Project

General

Profile

Actions

action #122458

closed

O3 ipmi worker rebel:5 is broken size:M

Added by Julie_CAO almost 2 years ago. Updated over 1 year ago.

Status:
Resolved
Priority:
High
Assignee:
Category:
Regressions/Crashes
Target version:
Start date:
2022-12-26
Due date:
% Done:

0%

Estimated time:

Description

Observation

In O3 web UI, initially rebel:5 shows 'offline' status, I systemctl restart openqa-worker@5 on rebel, then the worker status in web UI changed to 'broken' as below.
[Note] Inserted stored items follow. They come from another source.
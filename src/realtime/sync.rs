//! Playback synchronisation between the receive loop and the capture loop.
//!
//! All fields of [`PlaybackState`] move together under one lock
//! (`outputAudioLock` in the design): buffer appends, chunk eviction, and
//! boolean flips are short non-blocking critical sections. The speaker
//! handle lives under its own lock because the capture loop nulls it when a
//! run ends while the receive loop may still be dispatching deltas.
//!
//! Lock order where both are taken: playback state first, speaker second.
//! Writing to the speaker while holding the state lock is fine — the
//! speaker enqueues into a ring and never blocks.

use std::sync::Arc;
use std::time::Instant;

use parking_lot::Mutex;

use crate::audio::AudioOutput;

/// Bytes of buffered output audio written to the speaker per chunk.
pub const SPEAKER_CHUNK_SIZE: usize = 4096;

/// The shared record. Exclusively owned by the agent, guarded as one unit.
#[derive(Default)]
struct PlaybackState {
    model_is_speaking: bool,
    waiting_for_response: bool,
    response_requested_at: Option<Instant>,
    barge_in_triggered: bool,
    current_streaming_item_id: Option<String>,
    output_buffer: Vec<u8>,
}

/// Shared playback-sync handle for one agent.
#[derive(Default)]
pub struct PlaybackSync {
    state: Mutex<PlaybackState>,
    speaker: Mutex<Option<Arc<dyn AudioOutput>>>,
}

impl PlaybackSync {
    pub fn new() -> Self {
        Self::default()
    }

    /// Install or remove the speaker for the current run.
    pub fn set_speaker(&self, speaker: Option<Arc<dyn AudioOutput>>) {
        *self.speaker.lock() = speaker;
    }

    /// Clone out the current speaker handle, if a run is active.
    pub fn speaker(&self) -> Option<Arc<dyn AudioOutput>> {
        self.speaker.lock().clone()
    }

    /// A new assistant item started streaming: speaking begins, any barge-in
    /// latch from the previous turn clears, the local buffer resets, and the
    /// speaker's played-time measurement restarts for this item.
    pub fn begin_streaming(&self, item_id: &str) {
        {
            let mut state = self.state.lock();
            state.model_is_speaking = true;
            state.barge_in_triggered = false;
            state.waiting_for_response = false;
            state.response_requested_at = None;
            state.current_streaming_item_id = Some(item_id.to_string());
            state.output_buffer.clear();
        }
        if let Some(speaker) = self.speaker() {
            speaker.reset_played();
        }
    }

    /// Append downlink audio and stream full chunks to the speaker. After a
    /// barge-in nothing more is written until the next `begin_streaming`.
    pub fn append_output_audio(&self, audio: &[u8]) {
        let mut state = self.state.lock();
        state.output_buffer.extend_from_slice(audio);
        while state.output_buffer.len() >= SPEAKER_CHUNK_SIZE && !state.barge_in_triggered {
            let chunk: Vec<u8> = state.output_buffer.drain(..SPEAKER_CHUNK_SIZE).collect();
            if let Some(speaker) = self.speaker.lock().as_ref() {
                speaker.write(&chunk);
            }
        }
    }

    /// Take whatever is left in the buffer for the end-of-response flush.
    /// Empty when barge-in already discarded the turn.
    pub fn take_residual_audio(&self) -> Vec<u8> {
        let mut state = self.state.lock();
        if state.barge_in_triggered {
            state.output_buffer.clear();
            return Vec::new();
        }
        std::mem::take(&mut state.output_buffer)
    }

    /// Atomically latch barge-in. Returns the interrupted item id exactly
    /// once; `None` when the model is not speaking or barge-in already
    /// triggered.
    pub fn try_trigger_barge_in(&self) -> Option<String> {
        let mut state = self.state.lock();
        if !state.model_is_speaking || state.barge_in_triggered {
            return None;
        }
        state.barge_in_triggered = true;
        state.current_streaming_item_id.clone()
    }

    pub fn is_model_speaking(&self) -> bool {
        self.state.lock().model_is_speaking
    }

    pub fn set_model_speaking(&self, speaking: bool) {
        self.state.lock().model_is_speaking = speaking;
    }

    pub fn barge_in_triggered(&self) -> bool {
        self.state.lock().barge_in_triggered
    }

    /// A response was requested; the watchdog clock starts now.
    pub fn mark_waiting_for_response(&self) {
        let mut state = self.state.lock();
        state.waiting_for_response = true;
        state.response_requested_at = Some(Instant::now());
    }

    pub fn clear_waiting_for_response(&self) {
        let mut state = self.state.lock();
        state.waiting_for_response = false;
        state.response_requested_at = None;
    }

    pub fn is_waiting_for_response(&self) -> bool {
        self.state.lock().waiting_for_response
    }

    /// Seconds since the response was requested, when one is outstanding.
    pub fn response_wait_elapsed(&self) -> Option<std::time::Duration> {
        let state = self.state.lock();
        if !state.waiting_for_response {
            return None;
        }
        state.response_requested_at.map(|at| at.elapsed())
    }

    /// Bytes currently buffered (test observability).
    pub fn buffered_output_len(&self) -> usize {
        self.state.lock().output_buffer.len()
    }
}
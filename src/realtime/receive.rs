//! Server-event dispatch for the receive loop.
//!
//! The receive loop lives as long as the session (not one conversation): it
//! keeps draining server events between runs so tool-call turns that finish
//! after the user walked away still complete. Protocol surprises are logged
//! and skipped; the loop only exits when the wire closes or the session is
//! disposed.

use std::collections::HashMap;
use std::sync::Arc;

use parking_lot::Mutex;
use tokio::sync::mpsc;
use tokio_util::sync::CancellationToken;
use tracing::{debug, info, warn};

use super::client::RealtimeSession;
use super::events::ServerEvent;
use super::sync::PlaybackSync;
use super::AgentNotice;
use crate::events::{EventBus, EventKind};
use crate::tools::ToolRegistry;

/// Everything the event handlers need, shared between the loop task and the
/// owning agent.
pub struct ReceiveContext {
    pub session: Arc<dyn RealtimeSession>,
    pub sync: Arc<PlaybackSync>,
    tools: Arc<ToolRegistry>,
    bus: EventBus,
    /// Per-run notice channel; absent between runs.
    notices: Mutex<Option<mpsc::UnboundedSender<AgentNotice>>>,
    /// Function-call argument fragments accumulated per item id.
    pending_arguments: Mutex<HashMap<String, String>>,
}

impl ReceiveContext {
    pub fn new(
        session: Arc<dyn RealtimeSession>,
        sync: Arc<PlaybackSync>,
        tools: Arc<ToolRegistry>,
        bus: EventBus,
    ) -> Self {
        Self {
            session,
            sync,
            tools,
            bus,
            notices: Mutex::new(None),
            pending_arguments: Mutex::new(HashMap::new()),
        }
    }

    /// Route notices to the supervisor for the duration of a run.
    pub fn attach_notices(&self, tx: mpsc::UnboundedSender<AgentNotice>) {
        *self.notices.lock() = Some(tx);
    }

    pub fn detach_notices(&self) {
        *self.notices.lock() = None;
    }

    fn notify(&self, notice: AgentNotice) {
        if let Some(tx) = self.notices.lock().as_ref() {
            let _ = tx.send(notice);
        }
    }
}

/// Drain server events until the wire closes, the session is disposed, or
/// `cancel` fires. Handler errors never escape this loop.
pub async fn receive_loop(ctx: Arc<ReceiveContext>, cancel: CancellationToken) {
    loop {
        let event = tokio::select! {
            _ = cancel.cancelled() => break,
            event = ctx.session.next_event() => match event {
                Some(event) => event,
                None => {
                    info!("realtime event stream ended");
                    break;
                }
            },
        };

        if let Err(e) = handle_event(&ctx, event).await {
            warn!("receive loop error (continuing): {:#}", e);
        }
    }
}

/// Dispatch one server event.
pub async fn handle_event(ctx: &ReceiveContext, event: ServerEvent) -> anyhow::Result<()> {
    match event {
        ServerEvent::SessionStarted { session_id } => {
            info!(%session_id, "realtime session started");
        }

        ServerEvent::OutputStreamingStarted {
            item_id,
            function_name,
        } => {
            debug!(%item_id, ?function_name, "assistant item streaming");
            ctx.sync.begin_streaming(&item_id);
            ctx.notify(AgentNotice::SpeakingStarted);
        }

        ServerEvent::OutputDelta {
            item_id,
            audio,
            audio_transcript,
            text,
            function_arguments,
            function_call_id: _,
        } => {
            if let Some(audio) = audio {
                ctx.sync.append_output_audio(&audio);
            }
            if let Some(fragment) = function_arguments {
                ctx.pending_arguments
                    .lock()
                    .entry(item_id)
                    .or_default()
                    .push_str(&fragment);
            }
            if let Some(transcript) = audio_transcript {
                debug!(%transcript, "assistant transcript delta");
            }
            if let Some(text) = text {
                debug!(%text, "assistant text delta");
            }
        }

        ServerEvent::OutputStreamingFinished {
            item_id,
            function_call_id,
            function_name,
        } => {
            let Some(call_id) = function_call_id else {
                return Ok(());
            };
            let Some(name) = function_name else {
                warn!(%item_id, %call_id, "function call finished without a name");
                return Ok(());
            };

            let arguments = ctx
                .pending_arguments
                .lock()
                .remove(&item_id)
                .unwrap_or_default();

            publish_function_event(ctx, &name, true);
            // The registry converts failures into "Error: ..." outputs; the
            // model explains them to the user.
            let output = ctx.tools.invoke_function(&name, &arguments).await;
            ctx.session.add_function_output(&call_id, &output).await?;
            publish_function_event(ctx, &name, false);
        }

        ServerEvent::InputAudioTranscriptionFinished { transcript } => {
            info!(%transcript, "user said");
        }

        ServerEvent::ResponseFinished { created_items } => {
            ctx.sync.clear_waiting_for_response();

            if !ctx.sync.barge_in_triggered() {
                let residual = ctx.sync.take_residual_audio();
                if let Some(speaker) = ctx.sync.speaker() {
                    if !residual.is_empty() {
                        speaker.write(&residual);
                    }
                    speaker.flush().await;
                }
            }

            ctx.sync.set_model_speaking(false);
            ctx.notify(AgentNotice::SpeakingStopped);

            // A turn that produced tool calls has had its outputs appended by
            // now; ask for the follow-up answer to close the cycle.
            if created_items.iter().any(|item| item.function_name.is_some()) {
                debug!("turn contained tool calls; requesting follow-up response");
                ctx.sync.mark_waiting_for_response();
                ctx.session.start_response().await?;
            }
        }

        ServerEvent::Error { message } => {
            warn!(%message, "realtime service error");
        }
    }
    Ok(())
}

fn publish_function_event(ctx: &ReceiveContext, name: &str, starting: bool) {
    let kind = if starting {
        EventKind::FunctionInvoking {
            name: name.to_string(),
        }
    } else {
        EventKind::FunctionInvoked {
            name: name.to_string(),
        }
    };
    ctx.bus.publish_from("realtime-agent", kind);
}
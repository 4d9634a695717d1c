//! JSON schema of [`AppConfig`] for the configuration UI.
//!
//! The schema is assembled by hand (the shape changes rarely) and enriched
//! with the valid choices for voice, remote model, and wake-word model —
//! the latter discovered from the models directory so newly dropped-in
//! model files show up without a rebuild.

use std::path::Path;

use serde_json::{Value, json};

/// Voices the remote service currently offers.
const VOICES: &[&str] = &[
    "alloy", "ash", "ballad", "coral", "echo", "sage", "shimmer", "verse",
];

/// Realtime-capable models.
const MODELS: &[&str] = &["gpt-realtime", "gpt-realtime-mini"];

/// Wake model ids available on disk (file stem of each `.onnx` under
/// `models_dir`, VAD excluded).
pub fn available_wake_models(models_dir: &Path) -> Vec<String> {
    let Ok(entries) = std::fs::read_dir(models_dir) else {
        return Vec::new();
    };
    let mut ids: Vec<String> = entries
        .filter_map(|entry| entry.ok())
        .map(|entry| entry.path())
        .filter(|path| path.extension().is_some_and(|ext| ext == "onnx"))
        .filter_map(|path| path.file_stem().map(|stem| stem.to_string_lossy().into_owned()))
        .filter(|stem| !stem.contains("vad"))
        .collect();
    ids.sort();
    ids
}

/// The enriched schema served by `GET /api/Configuration/GetSchema`.
pub fn config_schema(models_dir: &Path) -> Value {
    let wake_models = available_wake_models(models_dir);

    json!({
        "$schema": "https://json-schema.org/draft-07/schema#",
        "title": "AppConfig",
        "type": "object",
        "properties": {
            "apiKey": { "type": "string", "description": "Remote service API key" },
            "endpoint": { "type": ["string", "null"], "description": "Optional realtime endpoint override" },
            "model": { "type": "string", "enum": MODELS },
            "instructions": { "type": "string" },
            "sessionTimeoutMinutes": { "type": "integer", "minimum": 1 },
            "conversationInactivityTimeoutSeconds": { "type": "integer", "minimum": 1 },
            "memoryCap": { "type": "integer", "minimum": 1 },
            "memoryPath": { "type": "string" },
            "startupVolume": { "type": "integer", "minimum": 0, "maximum": 10 },
            "wakeWordSilenceThreshold": { "type": "integer", "minimum": 0 },
            "modelsDir": { "type": "string" },
            "vadModelPath": { "type": "string" },
            "logsDir": { "type": "string" },
            "httpHost": { "type": "string" },
            "httpPort": { "type": "integer", "minimum": 1, "maximum": 65535 },
            "agents": {
                "type": "array",
                "minItems": 1,
                "items": {
                    "type": "object",
                    "properties": {
                        "name": { "type": "string" },
                        "instructions": { "type": ["string", "null"] },
                        "temperature": { "type": ["number", "null"], "minimum": 0.0, "maximum": 2.0 },
                        "wakeWordModel": { "type": "string", "enum": wake_models },
                        "wakeWordThreshold": { "type": "number", "minimum": 0.1, "maximum": 0.9 },
                        "wakeWordTriggerLevel": { "type": "integer", "minimum": 1, "maximum": 10 },
                        "voice": { "type": "string", "enum": VOICES },
                        "disabled": { "type": "boolean" },
                        "tools": {
                            "type": "object",
                            "properties": {
                                "calculator": { "type": "boolean" },
                                "dateTime": { "type": "boolean" },
                                "geoIp": { "type": "boolean" },
                                "weather": { "type": "boolean" },
                                "memory": { "type": "boolean" },
                                "system": { "type": "boolean" },
                                "eyes": { "type": "boolean" }
                            }
                        }
                    },
                    "required": ["name", "wakeWordModel", "voice"]
                }
            }
        },
        "required": ["model", "agents"]
    })
}

#[cfg(test)]
mod tests {
    use super::*;

    #[test]
    fn test_schema_enriches_voice_and_model_enums() {
        let schema = config_schema(Path::new("/nonexistent"));
        let voices = &schema["properties"]["agents"]["items"]["properties"]["voice"]["enum"];
        assert!(voices.as_array().unwrap().iter().any(|v| v == "sage"));
        let models = &schema["properties"]["model"]["enum"];
        assert!(models.as_array().unwrap().iter().any(|m| m == "gpt-realtime"));
    }

    #[test]
    fn test_wake_models_discovered_from_directory() {
        let dir = tempfile::tempdir().unwrap();
        std::fs::write(dir.path().join("hey_vesper.onnx"), b"x").unwrap();
        std::fs::write(dir.path().join("computer.onnx"), b"x").unwrap();
        std::fs::write(dir.path().join("silero_vad.onnx"), b"x").unwrap();
        std::fs::write(dir.path().join("notes.txt"), b"x").unwrap();

        let ids = available_wake_models(dir.path());
        assert_eq!(ids, vec!["computer".to_string(), "hey_vesper".to_string()]);
    }

    #[test]
    fn test_missing_models_dir_yields_empty_enum() {
        assert!(available_wake_models(Path::new("/no/such/dir")).is_empty());
    }
}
rebel:5    rebel    64bit-ipmi_rebel,64bit-ipmi-large-mem_rebel,64bit-ipmi-amd_rebel,blackbauhinia_rebel    x86_64    **Broken**     1    34

Here is the failure:

 422138 Dec 26 08:52:57 rebel worker[24670]: [info] Establishing ws connection via ws://openqa1-opensuse/api/v1/ws/382
 422139 Dec 26 08:52:57 rebel worker[6598]: [warn] Websocket connection to http://openqa1-opensuse/api/v1/ws/382 finished by remote side with code 10>
 422140 Dec 26 08:52:57 rebel worker[24670]: [info] Registered and connected via websockets with openQA host http://openqa1-opensuse and worker ID 382
 422141 Dec 26 08:52:57 rebel worker[24670]: [warn] Unable to lock pool directory: /var/lib/openqa/pool/5 already locked
 422142 Dec 26 08:52:57 rebel worker[24670]:  at /usr/share/openqa/script/../lib/OpenQA/Worker.pm line 757.
 422143 Dec 26 08:52:57 rebel worker[24670]:         OpenQA::Worker::_lock_pool_directory(OpenQA::Worker=HASH(0x560fa90f2828)) called at /usr/share/o>
 422144 Dec 26 08:52:57 rebel worker[24670]:         eval {...} called at /usr/share/openqa/script/../lib/OpenQA/Worker.pm line 745
...
 422161 Dec 26 08:52:57 rebel worker[24670]:         OpenQA::Worker::exec(OpenQA::Worker=HASH(0x560fa90f2828)) called at /usr/share/openqa/script/wor>
 422162 Dec 26 08:52:57 rebel worker[24670]:  - checking again for web UI 'http://openqa1-opensuse' in 100.00 s

Could you help to fix the failure, or could you point me how to fix it?

Acceptance criteria

  • AC1: The openQA worker instance rebel:5 passes openQA jobs

Suggestions

  • Log into the machine "rebel" part of the o3 infrastructure, check process table, check logs, check files in pool directory. Try a reboot of the machine, monitor openQA jobs on the instance. Look for crashes of isotovideo or the openQA worker and any left-over lock files.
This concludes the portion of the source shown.